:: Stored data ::
=====
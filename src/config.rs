//! Runtime configuration.
//!
//! Settings are read from an optional JSON file and then overridden by
//! environment variables with the `CGOV_` prefix.

use std::fmt;
use std::fs;
use std::num::NonZeroU64;
use std::path::{Path, PathBuf};
use std::str::FromStr;

use serde::{Deserialize, Serialize};

/// Affirmative votes needed to verify a project.
pub const DEFAULT_QUORUM: NonZeroU64 = match NonZeroU64::new(3) {
    Some(quorum) => quorum,
    None => panic!("default quorum must be positive"),
};

pub const DEFAULT_STATE_PATH: &str = "cgov-state.json";
pub const DEFAULT_LOG_FILTER: &str = "info";

#[derive(Debug, thiserror::Error)]
pub enum ConfigError {
    #[error("failed to read config {path}: {source}")]
    Io {
        path: PathBuf,
        #[source]
        source: std::io::Error,
    },
    #[error("failed to parse config {path}: {source}")]
    Parse {
        path: PathBuf,
        #[source]
        source: serde_json::Error,
    },
    #[error("invalid value {value:?} for {key}: {reason}")]
    InvalidValue {
        key: String,
        value: String,
        reason: &'static str,
    },
}

/// What happens to a vote cast on a project that is already verified.
#[derive(Clone, Copy, Debug, Serialize, Deserialize, PartialEq, Eq, Default)]
#[serde(rename_all = "lowercase")]
pub enum PostVerificationPolicy {
    /// The vote is recorded like any other but never re-triggers verification.
    /// The tally keeps counting after the project is verified.
    #[default]
    Accept,
    /// The vote is rejected with `AlreadyVerified`.
    Reject,
}

impl FromStr for PostVerificationPolicy {
    type Err = &'static str;

    fn from_str(s: &str) -> Result<Self, Self::Err> {
        match s.trim().to_lowercase().as_str() {
            "accept" => Ok(Self::Accept),
            "reject" => Ok(Self::Reject),
            _ => Err("expected \"accept\" or \"reject\""),
        }
    }
}

impl fmt::Display for PostVerificationPolicy {
    fn fmt(&self, f: &mut fmt::Formatter<'_>) -> fmt::Result {
        match self {
            PostVerificationPolicy::Accept => write!(f, "accept"),
            PostVerificationPolicy::Reject => write!(f, "reject"),
        }
    }
}

#[derive(Clone, Debug, Serialize, Deserialize, PartialEq, Eq)]
pub struct GovernanceConfig {
    #[serde(default = "default_quorum")]
    pub quorum: NonZeroU64,
    #[serde(default)]
    pub post_verification: PostVerificationPolicy,
}

fn default_quorum() -> NonZeroU64 {
    DEFAULT_QUORUM
}

impl Default for GovernanceConfig {
    fn default() -> Self {
        Self {
            quorum: DEFAULT_QUORUM,
            post_verification: PostVerificationPolicy::default(),
        }
    }
}

impl GovernanceConfig {
    pub fn with_quorum(quorum: u64) -> Result<Self, ConfigError> {
        let quorum = NonZeroU64::new(quorum).ok_or_else(|| ConfigError::InvalidValue {
            key: "quorum".into(),
            value: quorum.to_string(),
            reason: "quorum must be a positive integer",
        })?;
        Ok(Self {
            quorum,
            ..Self::default()
        })
    }

    pub fn post_verification(mut self, policy: PostVerificationPolicy) -> Self {
        self.post_verification = policy;
        self
    }

    pub fn quorum(&self) -> u64 {
        self.quorum.get()
    }
}

#[derive(Clone, Debug, Serialize, Deserialize, PartialEq, Eq)]
pub struct Settings {
    /// Used when a deployment is created (`cgov init`, `cgov demo`). An
    /// existing state file keeps the config it was created with.
    #[serde(default)]
    pub governance: GovernanceConfig,
    #[serde(default = "default_state_path")]
    pub state_path: PathBuf,
    #[serde(default = "default_log_filter")]
    pub log_filter: String,
}

fn default_state_path() -> PathBuf {
    PathBuf::from(DEFAULT_STATE_PATH)
}

fn default_log_filter() -> String {
    DEFAULT_LOG_FILTER.to_string()
}

impl Default for Settings {
    fn default() -> Self {
        Self {
            governance: GovernanceConfig::default(),
            state_path: default_state_path(),
            log_filter: default_log_filter(),
        }
    }
}

impl Settings {
    /// Load settings from `path` (if given) and apply `CGOV_*` environment
    /// overrides.
    pub fn load(path: Option<&Path>) -> Result<Self, ConfigError> {
        let mut settings = match path {
            Some(path) => Self::from_file(path)?,
            None => Self::default(),
        };
        settings.apply_overrides(std::env::vars())?;
        Ok(settings)
    }

    pub fn from_file(path: &Path) -> Result<Self, ConfigError> {
        let raw = fs::read_to_string(path).map_err(|source| ConfigError::Io {
            path: path.to_path_buf(),
            source,
        })?;
        serde_json::from_str(&raw).map_err(|source| ConfigError::Parse {
            path: path.to_path_buf(),
            source,
        })
    }

    pub fn apply_overrides<I>(&mut self, vars: I) -> Result<(), ConfigError>
    where
        I: IntoIterator<Item = (String, String)>,
    {
        for (key, value) in vars {
            match key.as_str() {
                "CGOV_QUORUM" => {
                    let parsed = value
                        .trim()
                        .parse::<NonZeroU64>()
                        .map_err(|_| ConfigError::InvalidValue {
                            key: key.clone(),
                            value: value.clone(),
                            reason: "quorum must be a positive integer",
                        })?;
                    self.governance.quorum = parsed;
                }
                "CGOV_POST_VERIFICATION" => {
                    self.governance.post_verification =
                        value.parse().map_err(|reason| ConfigError::InvalidValue {
                            key: key.clone(),
                            value: value.clone(),
                            reason,
                        })?;
                }
                "CGOV_STATE" => self.state_path = PathBuf::from(value),
                "CGOV_LOG" => self.log_filter = value,
                _ => {}
            }
        }
        Ok(())
    }
}

#[cfg(test)]
mod tests {
    use super::*;

    fn vars(pairs: &[(&str, &str)]) -> Vec<(String, String)> {
        pairs
            .iter()
            .map(|(k, v)| (k.to_string(), v.to_string()))
            .collect()
    }

    #[test]
    fn defaults_match_observed_quorum() {
        let settings = Settings::default();
        assert_eq!(settings.governance.quorum(), 3);
        assert_eq!(
            settings.governance.post_verification,
            PostVerificationPolicy::Accept
        );
        assert_eq!(settings.state_path, PathBuf::from(DEFAULT_STATE_PATH));
    }

    #[test]
    fn partial_json_falls_back_to_defaults() {
        let settings: Settings =
            serde_json::from_str(r#"{"governance":{"post_verification":"reject"}}"#).unwrap();
        assert_eq!(settings.governance.quorum(), 3);
        assert_eq!(
            settings.governance.post_verification,
            PostVerificationPolicy::Reject
        );
        assert_eq!(settings.log_filter, "info");
    }

    #[test]
    fn zero_quorum_is_rejected() {
        assert!(GovernanceConfig::with_quorum(0).is_err());
        assert!(serde_json::from_str::<Settings>(r#"{"governance":{"quorum":0}}"#).is_err());

        let mut settings = Settings::default();
        let err = settings
            .apply_overrides(vars(&[("CGOV_QUORUM", "0")]))
            .unwrap_err();
        assert!(matches!(err, ConfigError::InvalidValue { .. }));
        assert_eq!(settings.governance.quorum(), 3);
    }

    #[test]
    fn environment_overrides_apply() {
        let mut settings = Settings::default();
        settings
            .apply_overrides(vars(&[
                ("CGOV_QUORUM", "5"),
                ("CGOV_POST_VERIFICATION", "Reject"),
                ("CGOV_STATE", "/tmp/state.json"),
                ("CGOV_LOG", "debug"),
                ("UNRELATED", "x"),
            ]))
            .unwrap();
        assert_eq!(settings.governance.quorum(), 5);
        assert_eq!(
            settings.governance.post_verification,
            PostVerificationPolicy::Reject
        );
        assert_eq!(settings.state_path, PathBuf::from("/tmp/state.json"));
        assert_eq!(settings.log_filter, "debug");
    }

    #[test]
    fn config_file_is_read() {
        let dir = tempfile::tempdir().unwrap();
        let path = dir.path().join("cgov.json");
        fs::write(&path, r#"{"governance":{"quorum":2},"log_filter":"warn"}"#).unwrap();
        let settings = Settings::from_file(&path).unwrap();
        assert_eq!(settings.governance.quorum(), 2);
        assert_eq!(settings.log_filter, "warn");

        let missing = Settings::from_file(&dir.path().join("missing.json")).unwrap_err();
        assert!(matches!(missing, ConfigError::Io { .. }));
    }
}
=====
:: Problem requirements ::
Find the lines above holding the word "Some" and show them.

:: Finished task ::
    Some(quorum) => quorum,
            Some(path) => Self::from_file(path)?,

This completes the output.